Oppenheim as Intellectual Lighthouse Keeper of Josiah Royce’s Work

When thinking about Frank M. Oppenheim’s legacy, one cannot help but think, first and foremost, about his many contributions to Royce scholarship. Yet I personally have had some difficulty imagining how to characterize Oppenheim’s contributions to Royce scholarship until late 2013. Prior to that time, the more I thought about how to characterize his contributions to Royce scholarship, the less I became able to imagine an appropriate characterization of them. Then, on an autumn afternoon in 2013, I stumbled across a Tumblr post, written by Missy H. Dunaway, that caught my attention. The title of that post was “‘The Lonely’ Lighthouse Keeper.” Dunaway’s post was an entertaining yet sad account of her fascination with “[t]he lonely life of the [lighthouse] keeper” (Dunaway).1 She discussed her fascination with lighthouses in the context of her paintings, in which nautical themes had become ever more prominent. What fascinated me wasn’t her discussion of her paintings or the quirky references to the television series The Twilight Zone in that post; rather, I was fascinated by her description of the lonely life of a lighthouse keeper:

The most important duty of the lighthouse keeper was, obviously, to keep the flame lit from sunset to sunrise. The flame was encased in a Fresnal Lens (sic), a prism constructed from glass slats that focused 82% of the light into a single beam. Watching over the light sounds easy enough, but the wick had to be trimmed every four hours so that the flame did not release soot. Soot that collected in the lighthouse could easily catch fire, so the interior of the lighthouse was cleaned every day. . . . The most arduous task of the lighthouse keeper came with the [End Page 109] fog. In a thick fog, the keeper rang a bell twice every fifteen seconds for as long as the fog lasted. Some lighthouses were regularly steeped in fog for days. . . . Lighthouse keepers were occasionally visited by tenders that would drop off supplies and a “library,” or wooden box containing a new selection of books for the keeper to read and fight off boredom and madness.

(Dunaway)

I realize that Oppenheim isn’t quite a lonely lighthouse keeper. Nevertheless, even though he has participated in numerous communities over the years,2 and even though he has produced his writings with the help of “a large ‘community of the loyal’” (Oppenheim, Royce’s Mature Philosophy xiv), I still think how he resembles someone who is a lighthouse keeper. His intellectual circumstances between, say, 1975 and 1987 could be interpreted as being somewhat analogous with being a lighthouse keeper. To see how this is a plausible contention on my part, let us compare the intellectual climate with respect to Royce scholarship from 1961 to 1976, when Royce scholarship once again became marginal even in sympathetic philosophical circles in the United States.
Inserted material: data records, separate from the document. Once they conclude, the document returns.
//! Category routes

use axum::Router;
use domain_categories::{handlers, CategoryService, ImageStore, PgCategoryRepository};

use crate::state::AppState;

/// Create the category router backed by PostgreSQL
pub fn router(state: &AppState) -> Router {
    let repository = PgCategoryRepository::new(state.db.clone());
    let images = ImageStore::new(&state.config.upload_dir);
    let service = CategoryService::new(repository, images);
    handlers::router(service)
}
use async_trait::async_trait;
use sea_orm::ActiveValue::Set;
use sea_orm::{ActiveModelTrait, ColumnTrait, DatabaseConnection, EntityTrait, QueryFilter, QueryOrder};

use crate::{
    entity,
    error::{SupplierError, SupplierResult},
    models::{CreateSupplier, Supplier},
    repository::SupplierRepository,
};

/// PostgreSQL implementation of SupplierRepository
pub struct PgSupplierRepository {
    db: DatabaseConnection,
}

impl PgSupplierRepository {
    pub fn new(db: DatabaseConnection) -> Self {
        Self { db }
    }
}

#[async_trait]
impl SupplierRepository for PgSupplierRepository {
    async fn create(&self, input: CreateSupplier) -> SupplierResult<Supplier> {
        // cnpj is the unique business key
        if self.exists_by_cnpj(&input.cnpj).await? {
            return Err(SupplierError::DuplicateCnpj(input.cnpj));
        }

        let active_model: entity::ActiveModel = input.into();

        let model = active_model
            .insert(&self.db)
            .await
            .map_err(|e| SupplierError::Internal(format!("Database error: {}", e)))?;

        tracing::info!(supplier_id = model.id, "Created supplier");
        Ok(model.into())
    }

    async fn get_by_id(&self, id: i32) -> SupplierResult<Option<Supplier>> {
        let model = entity::Entity::find_by_id(id)
            .one(&self.db)
            .await
            .map_err(|e| SupplierError::Internal(format!("Database error: {}", e)))?;

        Ok(model.map(|m| m.into()))
    }

    async fn list(&self) -> SupplierResult<Vec<Supplier>> {
        let models = entity::Entity::find()
            .order_by_asc(entity::Column::Id)
            .all(&self.db)
            .await
            .map_err(|e| SupplierError::Internal(format!("Database error: {}", e)))?;

        Ok(models.into_iter().map(|m| m.into()).collect())
    }

    async fn update(&self, input: Supplier) -> SupplierResult<Supplier> {
        let model = entity::Entity::find_by_id(input.id)
            .one(&self.db)
            .await
            .map_err(|e| SupplierError::Internal(format!("Database error: {}", e)))?
            .ok_or(SupplierError::NotFound(input.id))?;

        let mut active_model: entity::ActiveModel = model.into();
        active_model.cnpj = Set(input.cnpj);
        active_model.company_name = Set(input.company_name);
        active_model.trade_name = Set(input.trade_name);
        active_model.email = Set(input.email);
        active_model.phone = Set(input.phone);
        active_model.street = Set(input.street);
        active_model.number = Set(input.number);
        active_model.district = Set(input.district);
        active_model.city = Set(input.city);
        active_model.state = Set(input.state);
        active_model.postal_code = Set(input.postal_code);
        active_model.updated_at = Set(chrono::Utc::now().into());

        let updated = active_model
            .update(&self.db)
            .await
            .map_err(|e| SupplierError::Internal(format!("Database error: {}", e)))?;

        tracing::info!(supplier_id = updated.id, "Updated supplier");
        Ok(updated.into())
    }

    async fn delete_by_id(&self, id: i32) -> SupplierResult<bool> {
        let result = entity::Entity::delete_by_id(id)
            .exec(&self.db)
            .await
            .map_err(|e| SupplierError::Internal(format!("Database error: {}", e)))?;

        if result.rows_affected > 0 {
            tracing::info!(supplier_id = id, "Deleted supplier");
            Ok(true)
        } else {
            Ok(false)
        }
    }

    async fn exists_by_cnpj(&self, cnpj: &str) -> SupplierResult<bool> {
        let exists = entity::Entity::find()
            .filter(entity::Column::Cnpj.eq(cnpj))
            .one(&self.db)
            .await
            .map_err(|e| SupplierError::Internal(format!("Database error: {}", e)))?
            .is_some();

        Ok(exists)
    }
}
Oppenheim appeared on the scene during the twenty-five-year period (1950–1975) when Royce scholarship appeared to be undergoing a renaissance. Just think about the publications related to Royce’s philosophy produced during the years between 1950 and 1975. Many of these publications remain relevant sources for Royce scholarship today. Here is a representative list of these publications:

  • • John E. Smith’s Royce’s Social Infinite (1950), the gold standard for studying Royce’s metaphysics until recently.
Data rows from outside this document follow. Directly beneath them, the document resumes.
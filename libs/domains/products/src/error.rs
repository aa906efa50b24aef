use axum::response::{IntoResponse, Response};
use axum_helpers::AppError;
use thiserror::Error;

#[derive(Debug, Error)]
pub enum ProductError {
    #[error("Não foi encontrado Produto com o id {0}")]
    NotFound(i32),

    // The DTO view uses a different message text; kept separate for wire
    // compatibility.
    #[error("Não foi encontrado Produto com o id = {0}.")]
    DtoNotFound(i32),

    #[error("Nenhum produto encontrado.")]
    NoneFound,

    #[error("Produto com o sku '{0}' já existe")]
    DuplicateSku(String),

    #[error("Não foi encontrada Categoria com o id {0}")]
    UnknownCategory(i32),

    #[error("Invalid input: {0}")]
    Validation(String),

    #[error("Internal error: {0}")]
    Internal(String),
}

pub type ProductResult<T> = Result<T, ProductError>;

/// Convert ProductError to AppError for standardized error responses
impl From<ProductError> for AppError {
    fn from(err: ProductError) -> Self {
        match err {
            ProductError::NotFound(id) => {
                AppError::NotFound(format!("Não foi encontrado Produto com o id {}", id))
            }
            ProductError::DtoNotFound(id) => {
                AppError::NotFound(format!("Não foi encontrado Produto com o id = {}.", id))
            }
            ProductError::NoneFound => {
                AppError::NotFound("Nenhum produto encontrado.".to_string())
            }
            ProductError::DuplicateSku(sku) => {
                AppError::Conflict(format!("Produto com o sku '{}' já existe", sku))
            }
            ProductError::UnknownCategory(id) => {
                AppError::BadRequest(format!("Não foi encontrada Categoria com o id {}", id))
            }
            ProductError::Validation(msg) => AppError::BadRequest(msg),
            ProductError::Internal(msg) => AppError::InternalServerError(msg),
        }
    }
}

impl IntoResponse for ProductError {
    fn into_response(self) -> Response {
        let app_error: AppError = self.into();
        app_error.into_response()
    }
}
  • • Max H. Fisch included a chapter on Josiah Royce, written by Otto F. Kraushaar, in his influential anthology Classical American Philosophers (1950).

  • • Stuart Gerry Brown, a Royce scholar known for writing about Royce’s social and political philosophy, edited and wrote an introduction for The Social Philosophy of Josiah Royce in 1950. Two years later he edited The Religious Philosophy of Josiah Royce (1952).

  • • Daniel S. Robinson edited a collection of Royce’s logical writings, Royce’s Logical Essays in 1951.

  • • James Harry Cotton’s 1954 monograph, Royce on the Human Self.

  • • The English translation of Gabriel Marcel’s 1945 monograph La métaphysique de Royce (Royce’s Metaphysics) was published in 1956.

  • The Journal of Philosophy published an issue (vol. 53, no. 3) in memoriam of Josiah...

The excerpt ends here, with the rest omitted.